Gambar: Suasana diskusi MAP
Corner-Klub MKP UGM pada Selasa, 28 Agustus 2018 dengan tema “PT Freeport,
Masalah Ketenagakerjaan & Aksi Buruh”
Di balik klaim management,
buruh PTFI salah satunya Puspital menilai, kriteria penentuan pekerja inti
maupun bukan inti produksi itu keliru. Dikarenakan PTFI menerapkan
standar core dan non coreberpatokan
pada pertambangan batu bara. “Buruh
yang jelas-jelas menambang, tidak dianggap pekerja inti produksi”
ungkap Puspital yang turut diamini oleh belasan korban PHK sepihak yang hadir
dalam diskusi.
Penetapan kriteria core dan non core tidak hanya
memasifkan PHK, juga membatasi kesempatan buruh mendiskusikan persoalan
menyangkut relasi industrial.
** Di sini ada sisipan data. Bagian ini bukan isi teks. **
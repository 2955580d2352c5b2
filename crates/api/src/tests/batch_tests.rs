// Copyright (C) 2026 Fred Clausen
// Use of this source code is governed by an MIT-style
// license that can be found in the LICENSE file or at
// https://opensource.org/licenses/MIT.

use crate::error::ApiError;
use crate::request_response::{
    BatchAssignSupervisorRequest, BatchEventIdsRequest, SignUpRequest, SupervisorInput,
};
use crate::tests::helpers::{coordinator, create_event_via_api, create_test_store, volunteer};
use crate::{
    batch_assign_supervisor, batch_delete, batch_publish, batch_reset_sign_ups, batch_unpublish,
    get_event, list_sign_ups_for_event, sign_up,
};
use linha_domain::Role;

fn ids(ids: &[&String]) -> BatchEventIdsRequest {
    BatchEventIdsRequest {
        event_ids: ids.iter().map(|id| (*id).clone()).collect(),
    }
}

#[test]
fn test_batch_publish_with_missing_id_publishes_the_rest() {
    // A missing id in the middle must not block its neighbors
    let mut store = create_test_store();
    let e1 = create_event_via_api(&mut store, 1);
    let e3 = create_event_via_api(&mut store, 1);
    let missing = String::from("no-such-event");

    let report = batch_publish(&mut store, &ids(&[&e1, &missing, &e3]), &coordinator()).unwrap();

    assert_eq!(report.requested, 3);
    assert_eq!(report.succeeded, 2);
    assert!(!report.is_complete());

    assert!(report.outcomes[0].success);
    assert!(!report.outcomes[1].success);
    assert!(report.outcomes[1].error.as_deref().unwrap().contains("not found"));
    assert!(report.outcomes[2].success);

    assert_eq!(
        get_event(&mut store, &e1, Role::Coordinator).unwrap().status,
        "published"
    );
    assert_eq!(
        get_event(&mut store, &e3, Role::Coordinator).unwrap().status,
        "published"
    );
}

#[test]
fn test_batch_publish_stamps_published_at_like_single_publish() {
    let mut store = create_test_store();
    let event_id = create_event_via_api(&mut store, 1);

    batch_publish(&mut store, &ids(&[&event_id]), &coordinator()).unwrap();

    let event = get_event(&mut store, &event_id, Role::Coordinator).unwrap();
    assert_eq!(event.status, "published");
    assert!(event.published_at.is_some());
}

#[test]
fn test_batch_unpublish_returns_events_to_draft() {
    let mut store = create_test_store();
    let e1 = create_event_via_api(&mut store, 1);
    let e2 = create_event_via_api(&mut store, 1);

    batch_publish(&mut store, &ids(&[&e1, &e2]), &coordinator()).unwrap();
    let report = batch_unpublish(&mut store, &ids(&[&e1, &e2]), &coordinator()).unwrap();

    assert!(report.is_complete());
    for id in [&e1, &e2] {
        let event = get_event(&mut store, id, Role::Coordinator).unwrap();
        assert_eq!(event.status, "draft");
        // Stamp retained across batch unpublish too
        assert!(event.published_at.is_some());
    }
}

#[test]
fn test_batch_delete_reports_per_id_outcomes() {
    let mut store = create_test_store();
    let e1 = create_event_via_api(&mut store, 1);
    let missing = String::from("no-such-event");

    let report = batch_delete(&mut store, &ids(&[&e1, &missing]), &coordinator()).unwrap();

    assert_eq!(report.succeeded, 1);
    assert!(matches!(
        get_event(&mut store, &e1, Role::Coordinator),
        Err(ApiError::ResourceNotFound { .. })
    ));
}

#[test]
fn test_batch_assign_supervisor() {
    let mut store = create_test_store();
    let e1 = create_event_via_api(&mut store, 1);
    let e2 = create_event_via_api(&mut store, 1);

    let report = batch_assign_supervisor(
        &mut store,
        &BatchAssignSupervisorRequest {
            event_ids: vec![e1.clone(), e2.clone()],
            supervisor: SupervisorInput {
                id: Some(String::from("sup-1")),
                name: Some(String::from("Rita")),
                emoji: Some(String::from("🌙")),
            },
        },
        &coordinator(),
    )
    .unwrap();

    assert!(report.is_complete());
    for id in [&e1, &e2] {
        let event = get_event(&mut store, id, Role::Coordinator).unwrap();
        let supervisor = event.supervisor.unwrap();
        assert_eq!(supervisor.id.as_deref(), Some("sup-1"));
        assert_eq!(supervisor.name.as_deref(), Some("Rita"));
    }
}

#[test]
fn test_batch_assign_supervisor_rejects_empty_record_up_front() {
    let mut store = create_test_store();
    let e1 = create_event_via_api(&mut store, 1);

    let err = batch_assign_supervisor(
        &mut store,
        &BatchAssignSupervisorRequest {
            event_ids: vec![e1.clone()],
            supervisor: SupervisorInput {
                id: None,
                name: None,
                emoji: Some(String::from("🌙")),
            },
        },
        &coordinator(),
    )
    .unwrap_err();

    assert!(matches!(err, ApiError::InvalidInput { field, .. } if field == "supervisor"));
    // Nothing was assigned
    assert!(
        get_event(&mut store, &e1, Role::Coordinator)
            .unwrap()
            .supervisor
            .is_none()
    );
}

#[test]
fn test_batch_reset_sign_ups_clears_rosters_independently() {
    let mut store = create_test_store();
    let e1 = create_event_via_api(&mut store, 0);
    let e2 = create_event_via_api(&mut store, 0);
    let missing = String::from("no-such-event");

    for (event, user) in [(&e1, "vol-1"), (&e1, "vol-2"), (&e2, "vol-1")] {
        sign_up(
            &mut store,
            SignUpRequest {
                event_id: event.clone(),
                user_id: user.to_string(),
                forced: false,
            },
            &volunteer(user),
        )
        .unwrap();
    }

    let report =
        batch_reset_sign_ups(&mut store, &ids(&[&e1, &missing, &e2]), &coordinator()).unwrap();

    assert_eq!(report.requested, 3);
    assert_eq!(report.succeeded, 2);
    assert!(
        list_sign_ups_for_event(&mut store, &e1)
            .unwrap()
            .sign_ups
            .is_empty()
    );
    assert!(
        list_sign_ups_for_event(&mut store, &e2)
            .unwrap()
            .sign_ups
            .is_empty()
    );
}

#[test]
fn test_empty_batch_is_a_complete_report() {
    let mut store = create_test_store();

    let report = batch_publish(
        &mut store,
        &BatchEventIdsRequest { event_ids: vec![] },
        &coordinator(),
    )
    .unwrap();

    assert_eq!(report.requested, 0);
    assert_eq!(report.succeeded, 0);
    assert!(report.is_complete());
}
Sejak kecelakaan kerja buruh -tertimbun dalam
terowogan di sekitar Gresberg yang menewaskan 28 pekerja pada 2013, PTFI
menyebut “kerugian” akibat pemberhentian operasi, yang ditaksir sekitar 220.000
ton per hari selama proses investigasi oleh tim independen.[2] Menyusul
kemungkinan “kerugian” lain yang disebabkan oleh alotnya perundingan antara
FTFI dan Pemerintah Indonesia yang merubah kontrak karya ke Ijin Usaha
Pertambangan Khusus (IUPK) dan hanya memberi konsesi jangka pendek yang kurang
menjamin kepastian hukum dan fiskal.[3] Persoalan
internal terkait “efisiensi” diposisikan sebagai persoalan strategis, sehingga
digunakan sebagai dalih PTFI menolak buruh berunding membicarakan sebab musabab
PHK sepihak.
Buruh memilih jalan
radikal lewat pemogokan bertepatan pada hari buruh Internasional 1 Mei 2017.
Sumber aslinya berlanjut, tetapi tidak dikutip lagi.